Tsai, shown here with Bucks co-owner Marc Lasry last year, played a key role in the controversy that followed a tweet by former Rockets GM Daryl Morey. Nathaniel S. Butler/NBAE via Getty Images
IN 2018, TSAI purchased a 49% interest in the Nets from Russian billionaire Mikhail Prokhorov. Six months later, Silver announced that Tsai would join the board of NBA China, a separate entity with offices in Beijing and Shanghai.
The following spring, the NBA expanded a partnership with Alibaba to create an “NBA Section” across the company’s platforms; the deal gave Alibaba’s 700 million users one-stop shopping to view NBA highlights and other content and to purchase gear.
That fall, Tsai took full control of the Nets. He paid $2.35 billion, the highest price for a U.S. sports franchise at the time.

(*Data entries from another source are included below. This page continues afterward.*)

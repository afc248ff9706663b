//! # Tenderflow LLM gateway
//!
//! The single chokepoint the tenderflow pipeline uses to talk to a
//! generative model. Provides a provider-agnostic [`gateway::ModelGateway`]
//! trait, a normalized [`gateway::GatewayResponse`] envelope with best-effort
//! JSON extraction, and an OpenAI chat-completions implementation.
//!
//! ## Example
//!
//! ```rust,no_run
//! use tenderflow_llm::gateway::ModelGateway;
//! use tenderflow_llm::openai::OpenAIGateway;
//! use tenderflow_llm::types::{ChatMessage, ChatRequest};
//!
//! #[tokio::main]
//! async fn main() -> Result<(), Box<dyn std::error::Error>> {
//!     let gateway = OpenAIGateway::new("your-api-key")?;
//!     let response = gateway
//!         .complete(ChatRequest::new(vec![ChatMessage::user("Hello!")]))
//!         .await?;
//!     println!("Response: {}", response.content);
//!     Ok(())
//! }
//! ```

pub mod error;
pub mod gateway;
pub mod openai;
pub mod types;
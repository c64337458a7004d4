//! Graceful shutdown handling
//!
//! A cloneable signal that listens for SIGTERM / SIGINT and lets the HTTP
//! server and the database pool wind down in order.

use std::sync::atomic::{AtomicBool, Ordering};
use std::sync::Arc;

use tokio::sync::broadcast;
use tracing::{error, info};

/// Shutdown signal that can be cloned and shared across tasks
#[derive(Clone)]
pub struct ShutdownSignal {
    sender: broadcast::Sender<()>,
    triggered: Arc<AtomicBool>,
}

impl ShutdownSignal {
    pub fn new() -> Self {
        let (sender, _) = broadcast::channel(1);
        Self {
            sender,
            triggered: Arc::new(AtomicBool::new(false)),
        }
    }

    /// Check if shutdown has been triggered
    pub fn is_triggered(&self) -> bool {
        self.triggered.load(Ordering::SeqCst)
    }

    /// Trigger shutdown. Only the first call notifies waiters.
    pub fn trigger(&self) {
        if !self.triggered.swap(true, Ordering::SeqCst) {
            info!("Shutdown signal triggered");
            let _ = self.sender.send(());
        }
    }

    /// Resolve once shutdown has been triggered
    pub async fn wait(&self) {
        let mut rx = self.sender.subscribe();
        if self.is_triggered() {
            return;
        }
        let _ = rx.recv().await;
    }
}

impl Default for ShutdownSignal {
    fn default() -> Self {
        Self::new()
    }
}

/// Listen for shutdown signals (SIGTERM, SIGINT) and trigger the shutdown signal
pub async fn listen_for_shutdown_signals(shutdown: ShutdownSignal) {
    #[cfg(unix)]
    {
        use tokio::signal::unix::{signal, SignalKind};

        let (mut sigterm, mut sigint) =
            match (signal(SignalKind::terminate()), signal(SignalKind::interrupt())) {
                (Ok(term), Ok(int)) => (term, int),
                (Err(e), _) | (_, Err(e)) => {
                    error!("Failed to install signal handlers: {}", e);
                    return;
                }
            };

        tokio::select! {
            _ = sigterm.recv() => info!("Received SIGTERM signal"),
            _ = sigint.recv() => info!("Received SIGINT signal (Ctrl+C)"),
        }
    }

    #[cfg(not(unix))]
    {
        if let Err(e) = tokio::signal::ctrl_c().await {
            error!("Failed to install Ctrl+C handler: {}", e);
            return;
        }
        info!("Received Ctrl+C signal");
    }

    shutdown.trigger();
}
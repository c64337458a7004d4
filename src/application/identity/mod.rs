//! Identity module: registration, login, role lookup, password change
//!
//! `AccessControlService` orchestrates the use-cases over the domain ports;
//! `StoreAuthenticator` is the default credential check; `bootstrap` seeds
//! the role catalogue at startup.

pub mod authenticator;
pub mod bootstrap;
pub mod service;

pub use authenticator::StoreAuthenticator;
pub use bootstrap::seed_roles;
pub use service::AccessControlService;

He also owns the WNBA’s New York Liberty and a professional lacrosse team, and he has stakes in another professional lacrosse team, a lacrosse league, eSports and Major League Soccer’s Los Angeles FC.

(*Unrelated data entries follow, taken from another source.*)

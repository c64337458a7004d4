//! Request ID middleware
//!
//! Reuses an incoming `X-Request-Id` or generates a UUID, runs the request
//! inside a `tracing` span carrying it, and echoes it on the response.

use axum::{body::Body, http::Request, middleware::Next, response::Response};
use tracing::Instrument;
use uuid::Uuid;

/// Header name for the request correlation ID.
pub const REQUEST_ID_HEADER: &str = "x-request-id";

/// New-type wrapper for the request ID, stored in request extensions.
#[derive(Clone, Debug)]
pub struct RequestId(pub String);

pub async fn request_id_middleware(mut request: Request<Body>, next: Next) -> Response {
    let request_id = request
        .headers()
        .get(REQUEST_ID_HEADER)
        .and_then(|v| v.to_str().ok())
        .map(String::from)
        .unwrap_or_else(|| Uuid::new_v4().to_string());

    request
        .extensions_mut()
        .insert(RequestId(request_id.clone()));

    let span = tracing::info_span!(
        "request",
        request_id = %request_id,
        method = %request.method(),
        uri = %request.uri(),
    );

    let mut response = next.run(request).instrument(span).await;

    if let Ok(value) = request_id.parse() {
        response.headers_mut().insert(REQUEST_ID_HEADER, value);
    }

    response
}
//! SeaORM-backed identity store
//!
//! `SeaOrmIdentityStore` runs each call in autocommit mode against the pool;
//! `begin` hands out a `SeaOrmIdentityTransaction` wrapping a
//! `DatabaseTransaction` that is rolled back on drop unless committed.
//!
//! Write transactions are serialized through a store-wide gate. SQLite opens
//! transactions deferred, and two of them that both read before writing
//! cannot upgrade to the write lock at the same time; one gets `SQLITE_BUSY`
//! straight away instead of waiting.

use std::sync::Arc;

use async_trait::async_trait;
use sea_orm::{DatabaseConnection, DatabaseTransaction, TransactionTrait};
use tokio::sync::{Mutex, OwnedMutexGuard};

use super::role_repository;
use super::user_repository::{self, db_err};
use crate::domain::{
    CredentialStore, DomainResult, IdentityStore, IdentityTransaction, Role, RoleStore, User,
};

pub struct SeaOrmIdentityStore {
    db: DatabaseConnection,
    write_gate: Arc<Mutex<()>>,
}

impl SeaOrmIdentityStore {
    pub fn new(db: DatabaseConnection) -> Self {
        Self {
            db,
            write_gate: Arc::new(Mutex::new(())),
        }
    }
}

#[async_trait]
impl CredentialStore for SeaOrmIdentityStore {
    async fn exists_by_username(&self, username: &str) -> DomainResult<bool> {
        user_repository::exists_by_username(&self.db, username).await
    }

    async fn find_by_username(&self, username: &str) -> DomainResult<Option<User>> {
        user_repository::find_by_username(&self.db, username).await
    }

    async fn save(&self, user: &User) -> DomainResult<()> {
        // Row + role assignments must land together even outside a unit of work
        let _gate = self.write_gate.lock().await;
        let txn = self.db.begin().await.map_err(db_err)?;
        user_repository::save_user(&txn, user).await?;
        txn.commit().await.map_err(db_err)
    }

    async fn find_role_names_by_username(&self, username: &str) -> DomainResult<Vec<String>> {
        user_repository::find_role_names_by_username(&self.db, username).await
    }
}

#[async_trait]
impl RoleStore for SeaOrmIdentityStore {
    async fn find_by_name(&self, name: &str) -> DomainResult<Option<Role>> {
        role_repository::find_role_by_name(&self.db, name).await
    }

    async fn create_role(&self, name: &str) -> DomainResult<Role> {
        role_repository::create_role(&self.db, name).await
    }
}

#[async_trait]
impl IdentityStore for SeaOrmIdentityStore {
    async fn begin(&self) -> DomainResult<Box<dyn IdentityTransaction>> {
        let gate = self.write_gate.clone().lock_owned().await;
        let txn = self.db.begin().await.map_err(db_err)?;
        Ok(Box::new(SeaOrmIdentityTransaction { txn, _gate: gate }))
    }
}

/// Holds the store's write gate until committed, rolled back or dropped.
pub struct SeaOrmIdentityTransaction {
    // declared first so the transaction ends before the gate opens
    txn: DatabaseTransaction,
    _gate: OwnedMutexGuard<()>,
}

#[async_trait]
impl CredentialStore for SeaOrmIdentityTransaction {
    async fn exists_by_username(&self, username: &str) -> DomainResult<bool> {
        user_repository::exists_by_username(&self.txn, username).await
    }

    async fn find_by_username(&self, username: &str) -> DomainResult<Option<User>> {
        user_repository::find_by_username(&self.txn, username).await
    }

    async fn save(&self, user: &User) -> DomainResult<()> {
        user_repository::save_user(&self.txn, user).await
    }

    async fn find_role_names_by_username(&self, username: &str) -> DomainResult<Vec<String>> {
        user_repository::find_role_names_by_username(&self.txn, username).await
    }
}

#[async_trait]
impl RoleStore for SeaOrmIdentityTransaction {
    async fn find_by_name(&self, name: &str) -> DomainResult<Option<Role>> {
        role_repository::find_role_by_name(&self.txn, name).await
    }

    async fn create_role(&self, name: &str) -> DomainResult<Role> {
        role_repository::create_role(&self.txn, name).await
    }
}

#[async_trait]
impl IdentityTransaction for SeaOrmIdentityTransaction {
    async fn commit(self: Box<Self>) -> DomainResult<()> {
        let Self { txn, _gate } = *self;
        txn.commit().await.map_err(db_err)
    }

    async fn rollback(self: Box<Self>) -> DomainResult<()> {
        let Self { txn, _gate } = *self;
        txn.rollback().await.map_err(db_err)
    }
}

“The NBA needed more of a foothold in China, and Alibaba is one of the largest, most powerful companies in that nation,” said Chris Fenton, a businessman who serves on the board of the U.S.-Asia Institute and has written extensively about the tradeoffs of doing business in China. “The NBA had to be thinking, ‘Holy cow, if we can get this guy in the league, it would make us awesome in China.'”
Two months after Tsai became sole owner of the Nets, Morey sent his tweet.
A former data analyst at MITRE, the federally funded research and development corporation, Morey had friends involved in the Hong Kong protests, the latest of which had followed a Chinese prohibition on masks to prevent protestors from shielding their identities.
Tsai was preparing to leave for China to attend exhibition games there when Morey tweeted. He was soon contacted by deputy commissioner Mark Tatum, who told him the tweet had provoked significant anger in China. Tsai thought he could play the “middle man,” a source close to him said. He drafted a letter and sent it to Tatum, who oversees international operations. Tsai received no response and posted it on Facebook from his private plane.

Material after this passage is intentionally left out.